[SUPPLIED INFORMATION]

//! LLM provider implementations.

pub mod ollama;
pub mod openai;

pub use ollama::OllamaClient;
pub use openai::OpenAiClient;
//! Logging infrastructure for C-RAG.
//!
//! Initializes the tracing subscriber for structured logging.
//! All logs go to stderr so that stdout stays clean for answers and JSON state.

use std::io::IsTerminal;
use tracing_subscriber::{fmt, layer::SubscriberExt, util::SubscriberInitExt, EnvFilter};

use crate::error::{AppError, AppResult};

/// Initialize the tracing subscriber with stderr output.
///
/// # Arguments
/// * `log_level` - Optional filter override (e.g., "debug", "crag_graph=trace")
/// * `no_color` - Disable colored output
///
/// # Example
/// ```no_run
/// use crag_core::logging::init_logging;
///
/// init_logging(None, false).expect("Failed to initialize logging");
/// ```
pub fn init_logging(log_level: Option<&str>, no_color: bool) -> AppResult<()> {
    let default_level = std::env::var("RUST_LOG").unwrap_or_else(|_| "info".to_string());
    let filter_str = log_level.unwrap_or(&default_level);

    let env_filter = EnvFilter::try_new(filter_str)
        .map_err(|e| AppError::Config(format!("Invalid log filter: {}", e)))?;

    let fmt_layer = fmt::layer()
        .with_writer(std::io::stderr)
        .with_target(true)
        .with_level(true)
        .with_ansi(!no_color && supports_color());

    tracing_subscriber::registry()
        .with(env_filter)
        .with(fmt_layer)
        .try_init()
        .map_err(|e| AppError::Config(format!("Failed to init logging: {}", e)))?;

    Ok(())
}

/// Check if stderr can render ANSI colors.
fn supports_color() -> bool {
    if std::env::var("NO_COLOR").is_ok() {
        return false;
    }

    std::io::stderr().is_terminal()
}

#[cfg(test)]
mod tests {
    use super::*;

    #[test]
    fn test_invalid_filter_is_config_error() {
        let result = init_logging(Some("crag=notalevel"), true);
        assert!(matches!(result, Err(AppError::Config(_))));
    }
}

[/SUPPLIED INFORMATION]

▸ WHAT TO WORK ON
Considering only the material above, set down every line from the one with "pub mod openai;" to the one with "render ANSI colors.", inclusive, exactly as written.

▸ EXERCISE RESULT
pub mod openai;

pub use ollama::OllamaClient;
pub use openai::OpenAiClient;
//! Logging infrastructure for C-RAG.
//!
//! Initializes the tracing subscriber for structured logging.
//! All logs go to stderr so that stdout stays clean for answers and JSON state.

use std::io::IsTerminal;
use tracing_subscriber::{fmt, layer::SubscriberExt, util::SubscriberInitExt, EnvFilter};

use crate::error::{AppError, AppResult};

/// Initialize the tracing subscriber with stderr output.
///
/// # Arguments
/// * `log_level` - Optional filter override (e.g., "debug", "crag_graph=trace")
/// * `no_color` - Disable colored output
///
/// # Example
/// ```no_run
/// use crag_core::logging::init_logging;
///
/// init_logging(None, false).expect("Failed to initialize logging");
/// ```
pub fn init_logging(log_level: Option<&str>, no_color: bool) -> AppResult<()> {
    let default_level = std::env::var("RUST_LOG").unwrap_or_else(|_| "info".to_string());
    let filter_str = log_level.unwrap_or(&default_level);

    let env_filter = EnvFilter::try_new(filter_str)
        .map_err(|e| AppError::Config(format!("Invalid log filter: {}", e)))?;

    let fmt_layer = fmt::layer()
        .with_writer(std::io::stderr)
        .with_target(true)
        .with_level(true)
        .with_ansi(!no_color && supports_color());

    tracing_subscriber::registry()
        .with(env_filter)
        .with(fmt_layer)
        .try_init()
        .map_err(|e| AppError::Config(format!("Failed to init logging: {}", e)))?;

    Ok(())
}

/// Check if stderr can render ANSI colors.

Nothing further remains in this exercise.